__Task statement__
Among the entries below, find all lines that include "PartialEq" and copy them.

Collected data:
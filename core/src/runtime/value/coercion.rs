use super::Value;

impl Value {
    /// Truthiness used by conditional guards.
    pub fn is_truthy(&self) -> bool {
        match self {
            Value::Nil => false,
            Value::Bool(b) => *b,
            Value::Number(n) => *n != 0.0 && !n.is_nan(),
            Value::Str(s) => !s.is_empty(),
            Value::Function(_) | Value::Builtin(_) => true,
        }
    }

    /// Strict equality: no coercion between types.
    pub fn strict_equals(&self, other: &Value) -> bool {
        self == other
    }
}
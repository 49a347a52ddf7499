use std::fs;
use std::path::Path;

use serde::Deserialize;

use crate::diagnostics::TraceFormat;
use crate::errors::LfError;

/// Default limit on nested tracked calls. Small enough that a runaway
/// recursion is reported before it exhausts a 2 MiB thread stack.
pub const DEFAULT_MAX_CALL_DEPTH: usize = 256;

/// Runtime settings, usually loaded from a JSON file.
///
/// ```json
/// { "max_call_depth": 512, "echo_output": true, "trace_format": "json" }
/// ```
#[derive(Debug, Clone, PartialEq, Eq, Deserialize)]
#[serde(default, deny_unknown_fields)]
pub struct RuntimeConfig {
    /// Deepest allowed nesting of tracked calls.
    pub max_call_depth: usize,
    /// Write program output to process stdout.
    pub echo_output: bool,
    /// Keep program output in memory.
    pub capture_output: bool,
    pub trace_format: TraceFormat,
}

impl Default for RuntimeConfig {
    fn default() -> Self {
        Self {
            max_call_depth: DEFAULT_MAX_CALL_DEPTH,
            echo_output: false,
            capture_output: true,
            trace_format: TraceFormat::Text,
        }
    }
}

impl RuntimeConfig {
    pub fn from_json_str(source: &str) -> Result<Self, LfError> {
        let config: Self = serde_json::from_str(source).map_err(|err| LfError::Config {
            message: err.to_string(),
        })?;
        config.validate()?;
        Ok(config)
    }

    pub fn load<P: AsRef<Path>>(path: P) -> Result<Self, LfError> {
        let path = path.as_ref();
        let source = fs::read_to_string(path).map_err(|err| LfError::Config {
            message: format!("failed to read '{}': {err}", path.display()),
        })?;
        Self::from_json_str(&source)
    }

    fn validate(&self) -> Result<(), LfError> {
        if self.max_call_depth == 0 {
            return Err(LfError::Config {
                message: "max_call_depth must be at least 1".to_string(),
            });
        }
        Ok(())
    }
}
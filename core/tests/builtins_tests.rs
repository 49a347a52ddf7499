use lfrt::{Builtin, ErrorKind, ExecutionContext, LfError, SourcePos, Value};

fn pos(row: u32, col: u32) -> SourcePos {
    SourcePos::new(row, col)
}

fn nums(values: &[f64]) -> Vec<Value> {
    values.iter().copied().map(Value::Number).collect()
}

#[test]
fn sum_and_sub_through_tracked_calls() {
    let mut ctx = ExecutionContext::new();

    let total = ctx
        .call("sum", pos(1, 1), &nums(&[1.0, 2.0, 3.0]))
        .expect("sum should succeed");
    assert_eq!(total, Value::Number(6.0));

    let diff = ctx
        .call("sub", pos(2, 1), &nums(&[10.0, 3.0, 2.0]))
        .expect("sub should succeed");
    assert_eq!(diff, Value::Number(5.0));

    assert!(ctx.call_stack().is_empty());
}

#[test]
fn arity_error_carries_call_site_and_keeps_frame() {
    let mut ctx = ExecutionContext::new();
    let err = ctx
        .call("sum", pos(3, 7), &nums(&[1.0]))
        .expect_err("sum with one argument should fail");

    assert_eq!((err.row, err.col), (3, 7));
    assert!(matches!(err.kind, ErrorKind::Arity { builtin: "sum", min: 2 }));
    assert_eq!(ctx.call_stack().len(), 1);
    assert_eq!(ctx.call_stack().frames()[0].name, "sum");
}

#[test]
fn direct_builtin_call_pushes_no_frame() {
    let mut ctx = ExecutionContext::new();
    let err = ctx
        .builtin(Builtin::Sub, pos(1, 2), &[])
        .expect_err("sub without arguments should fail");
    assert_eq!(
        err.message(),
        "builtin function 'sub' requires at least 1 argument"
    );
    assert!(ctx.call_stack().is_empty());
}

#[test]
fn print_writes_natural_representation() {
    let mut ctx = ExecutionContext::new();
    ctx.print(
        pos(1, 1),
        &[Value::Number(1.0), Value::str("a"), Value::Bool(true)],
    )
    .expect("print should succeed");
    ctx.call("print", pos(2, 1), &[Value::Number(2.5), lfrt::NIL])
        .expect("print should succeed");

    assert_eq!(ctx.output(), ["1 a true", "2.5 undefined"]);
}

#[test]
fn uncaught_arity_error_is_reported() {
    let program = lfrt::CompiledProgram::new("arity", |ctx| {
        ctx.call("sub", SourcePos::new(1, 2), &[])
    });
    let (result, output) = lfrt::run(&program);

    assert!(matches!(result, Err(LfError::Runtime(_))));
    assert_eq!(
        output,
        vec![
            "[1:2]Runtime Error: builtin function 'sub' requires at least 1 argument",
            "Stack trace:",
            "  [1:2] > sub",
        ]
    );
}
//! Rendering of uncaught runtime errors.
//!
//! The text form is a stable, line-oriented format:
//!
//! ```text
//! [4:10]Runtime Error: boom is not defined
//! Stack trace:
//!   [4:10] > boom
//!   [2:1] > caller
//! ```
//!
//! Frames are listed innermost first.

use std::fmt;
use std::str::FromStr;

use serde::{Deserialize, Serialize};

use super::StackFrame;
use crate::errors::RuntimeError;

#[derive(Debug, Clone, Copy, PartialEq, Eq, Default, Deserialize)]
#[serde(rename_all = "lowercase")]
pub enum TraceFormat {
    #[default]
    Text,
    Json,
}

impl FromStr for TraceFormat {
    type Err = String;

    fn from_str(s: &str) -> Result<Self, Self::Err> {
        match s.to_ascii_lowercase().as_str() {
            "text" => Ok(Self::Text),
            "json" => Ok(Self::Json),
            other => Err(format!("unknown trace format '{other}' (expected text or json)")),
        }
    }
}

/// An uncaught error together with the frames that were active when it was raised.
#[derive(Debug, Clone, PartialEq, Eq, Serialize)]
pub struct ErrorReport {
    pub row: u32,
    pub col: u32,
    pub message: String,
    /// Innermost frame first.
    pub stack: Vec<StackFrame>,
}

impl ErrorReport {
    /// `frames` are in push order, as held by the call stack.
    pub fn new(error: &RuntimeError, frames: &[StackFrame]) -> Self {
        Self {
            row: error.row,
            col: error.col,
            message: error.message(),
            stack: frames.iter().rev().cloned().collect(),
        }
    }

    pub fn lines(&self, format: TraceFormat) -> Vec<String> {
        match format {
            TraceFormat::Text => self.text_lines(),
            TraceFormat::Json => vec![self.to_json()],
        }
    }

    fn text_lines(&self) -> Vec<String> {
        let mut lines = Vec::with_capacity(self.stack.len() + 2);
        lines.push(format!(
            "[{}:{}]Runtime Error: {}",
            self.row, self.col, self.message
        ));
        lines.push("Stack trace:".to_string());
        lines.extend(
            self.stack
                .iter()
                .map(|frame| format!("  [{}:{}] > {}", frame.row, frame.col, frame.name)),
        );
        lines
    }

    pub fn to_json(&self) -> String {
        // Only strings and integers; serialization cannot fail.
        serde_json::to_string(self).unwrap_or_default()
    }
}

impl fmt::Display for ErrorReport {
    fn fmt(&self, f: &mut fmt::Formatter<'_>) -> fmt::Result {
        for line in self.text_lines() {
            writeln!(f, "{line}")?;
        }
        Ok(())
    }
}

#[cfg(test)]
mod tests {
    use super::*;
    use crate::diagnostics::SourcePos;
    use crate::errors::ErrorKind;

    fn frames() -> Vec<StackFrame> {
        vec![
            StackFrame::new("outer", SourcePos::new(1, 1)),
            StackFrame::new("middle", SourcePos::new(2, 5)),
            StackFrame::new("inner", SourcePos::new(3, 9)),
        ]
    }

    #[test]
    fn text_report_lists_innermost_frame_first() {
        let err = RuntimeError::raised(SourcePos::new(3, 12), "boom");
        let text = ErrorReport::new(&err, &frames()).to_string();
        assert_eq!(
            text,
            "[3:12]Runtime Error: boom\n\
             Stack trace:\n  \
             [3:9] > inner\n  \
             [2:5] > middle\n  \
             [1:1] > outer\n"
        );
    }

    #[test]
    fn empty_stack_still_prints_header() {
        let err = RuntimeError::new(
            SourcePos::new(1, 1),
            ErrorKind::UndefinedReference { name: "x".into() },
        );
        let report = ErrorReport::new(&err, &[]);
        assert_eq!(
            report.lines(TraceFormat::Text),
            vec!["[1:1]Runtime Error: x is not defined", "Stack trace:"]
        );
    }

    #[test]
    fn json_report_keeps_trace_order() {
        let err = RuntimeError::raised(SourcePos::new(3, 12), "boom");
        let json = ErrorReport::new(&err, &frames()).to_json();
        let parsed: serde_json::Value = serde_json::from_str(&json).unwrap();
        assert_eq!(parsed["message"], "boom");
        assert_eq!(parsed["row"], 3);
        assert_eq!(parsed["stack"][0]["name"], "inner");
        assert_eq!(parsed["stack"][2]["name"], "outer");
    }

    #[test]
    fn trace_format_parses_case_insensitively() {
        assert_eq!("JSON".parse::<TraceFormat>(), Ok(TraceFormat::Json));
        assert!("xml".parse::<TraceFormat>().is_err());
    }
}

==

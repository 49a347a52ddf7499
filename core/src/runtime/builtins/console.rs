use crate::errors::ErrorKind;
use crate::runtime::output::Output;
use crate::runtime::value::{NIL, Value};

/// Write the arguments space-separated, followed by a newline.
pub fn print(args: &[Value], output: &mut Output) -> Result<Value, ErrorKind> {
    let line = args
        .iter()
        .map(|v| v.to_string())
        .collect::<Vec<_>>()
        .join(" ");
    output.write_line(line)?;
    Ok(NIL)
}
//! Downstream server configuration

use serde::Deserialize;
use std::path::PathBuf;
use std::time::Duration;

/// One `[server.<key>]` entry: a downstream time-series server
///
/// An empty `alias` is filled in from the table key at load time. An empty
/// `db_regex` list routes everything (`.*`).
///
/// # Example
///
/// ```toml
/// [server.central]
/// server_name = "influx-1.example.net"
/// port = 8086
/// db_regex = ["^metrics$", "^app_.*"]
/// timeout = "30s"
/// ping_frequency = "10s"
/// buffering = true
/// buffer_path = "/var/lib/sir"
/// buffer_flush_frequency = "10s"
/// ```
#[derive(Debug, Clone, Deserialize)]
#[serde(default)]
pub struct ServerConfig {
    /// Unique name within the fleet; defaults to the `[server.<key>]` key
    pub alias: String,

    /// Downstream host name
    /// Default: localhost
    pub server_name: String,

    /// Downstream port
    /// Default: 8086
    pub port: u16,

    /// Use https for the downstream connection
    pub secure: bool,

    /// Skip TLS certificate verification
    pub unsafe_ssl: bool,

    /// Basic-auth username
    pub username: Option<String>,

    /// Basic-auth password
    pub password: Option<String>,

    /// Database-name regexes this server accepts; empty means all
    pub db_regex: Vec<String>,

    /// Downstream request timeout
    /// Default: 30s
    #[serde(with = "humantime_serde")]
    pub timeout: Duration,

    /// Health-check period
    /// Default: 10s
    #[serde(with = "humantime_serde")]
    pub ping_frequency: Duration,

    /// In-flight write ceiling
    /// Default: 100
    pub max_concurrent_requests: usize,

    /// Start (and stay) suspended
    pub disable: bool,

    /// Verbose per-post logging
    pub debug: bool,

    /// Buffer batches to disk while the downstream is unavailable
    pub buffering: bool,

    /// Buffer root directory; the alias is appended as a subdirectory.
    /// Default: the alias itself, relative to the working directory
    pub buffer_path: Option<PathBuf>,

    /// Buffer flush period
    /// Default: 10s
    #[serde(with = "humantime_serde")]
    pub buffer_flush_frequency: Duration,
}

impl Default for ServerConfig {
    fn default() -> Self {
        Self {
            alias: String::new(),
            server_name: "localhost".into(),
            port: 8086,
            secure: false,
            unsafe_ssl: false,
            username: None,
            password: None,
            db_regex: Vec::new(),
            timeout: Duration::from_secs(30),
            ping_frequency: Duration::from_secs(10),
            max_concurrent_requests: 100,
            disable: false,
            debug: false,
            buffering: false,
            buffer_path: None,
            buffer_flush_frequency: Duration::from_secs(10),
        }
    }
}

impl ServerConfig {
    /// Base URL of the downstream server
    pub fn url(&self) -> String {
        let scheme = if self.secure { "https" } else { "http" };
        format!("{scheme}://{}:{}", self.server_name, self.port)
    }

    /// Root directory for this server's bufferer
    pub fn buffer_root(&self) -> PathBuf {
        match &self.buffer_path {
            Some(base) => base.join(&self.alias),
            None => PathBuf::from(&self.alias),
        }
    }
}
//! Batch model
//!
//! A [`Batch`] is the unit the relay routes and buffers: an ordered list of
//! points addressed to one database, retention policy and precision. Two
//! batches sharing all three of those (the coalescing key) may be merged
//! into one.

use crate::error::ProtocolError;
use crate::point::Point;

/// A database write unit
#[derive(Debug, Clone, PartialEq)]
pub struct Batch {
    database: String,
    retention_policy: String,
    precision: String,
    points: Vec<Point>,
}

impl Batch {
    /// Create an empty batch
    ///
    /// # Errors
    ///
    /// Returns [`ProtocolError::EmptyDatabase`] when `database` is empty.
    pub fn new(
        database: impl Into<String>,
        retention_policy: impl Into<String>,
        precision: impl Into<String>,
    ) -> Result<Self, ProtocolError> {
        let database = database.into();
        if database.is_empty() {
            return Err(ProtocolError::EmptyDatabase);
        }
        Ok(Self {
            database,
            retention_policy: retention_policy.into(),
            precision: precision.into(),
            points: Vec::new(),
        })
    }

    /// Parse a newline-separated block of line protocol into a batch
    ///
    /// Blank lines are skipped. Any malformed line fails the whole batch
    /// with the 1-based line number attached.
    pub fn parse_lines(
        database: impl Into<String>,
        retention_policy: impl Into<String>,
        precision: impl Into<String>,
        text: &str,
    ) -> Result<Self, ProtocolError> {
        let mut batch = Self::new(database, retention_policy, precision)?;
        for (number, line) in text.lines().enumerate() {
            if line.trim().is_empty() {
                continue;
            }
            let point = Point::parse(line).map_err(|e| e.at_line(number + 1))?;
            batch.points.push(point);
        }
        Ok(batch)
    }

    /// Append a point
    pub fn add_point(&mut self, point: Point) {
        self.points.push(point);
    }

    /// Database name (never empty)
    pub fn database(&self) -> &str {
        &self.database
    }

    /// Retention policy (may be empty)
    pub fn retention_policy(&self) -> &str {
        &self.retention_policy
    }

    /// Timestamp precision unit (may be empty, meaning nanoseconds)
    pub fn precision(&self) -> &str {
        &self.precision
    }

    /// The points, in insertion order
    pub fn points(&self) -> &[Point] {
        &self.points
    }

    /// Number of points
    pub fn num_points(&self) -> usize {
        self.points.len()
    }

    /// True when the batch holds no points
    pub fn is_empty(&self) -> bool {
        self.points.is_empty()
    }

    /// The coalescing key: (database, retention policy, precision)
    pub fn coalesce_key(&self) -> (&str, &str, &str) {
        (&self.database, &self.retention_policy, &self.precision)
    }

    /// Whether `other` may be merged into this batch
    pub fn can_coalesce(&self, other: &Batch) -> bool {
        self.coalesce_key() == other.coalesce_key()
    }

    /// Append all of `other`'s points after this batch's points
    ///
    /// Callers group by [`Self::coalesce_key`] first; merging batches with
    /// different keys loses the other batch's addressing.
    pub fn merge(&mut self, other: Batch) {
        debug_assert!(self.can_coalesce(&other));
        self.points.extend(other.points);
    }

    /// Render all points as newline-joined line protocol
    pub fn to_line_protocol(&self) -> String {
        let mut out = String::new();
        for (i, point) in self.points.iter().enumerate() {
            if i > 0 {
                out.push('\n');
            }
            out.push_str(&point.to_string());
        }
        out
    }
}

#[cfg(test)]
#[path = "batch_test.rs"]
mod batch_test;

__Solution to the exercise__
#[derive(Debug, Clone, PartialEq, Eq, Deserialize)]
#[derive(Debug, Clone, Copy, PartialEq, Eq, Default, Deserialize)]
#[derive(Debug, Clone, PartialEq, Eq, Serialize)]
#[derive(Debug, Clone, PartialEq)]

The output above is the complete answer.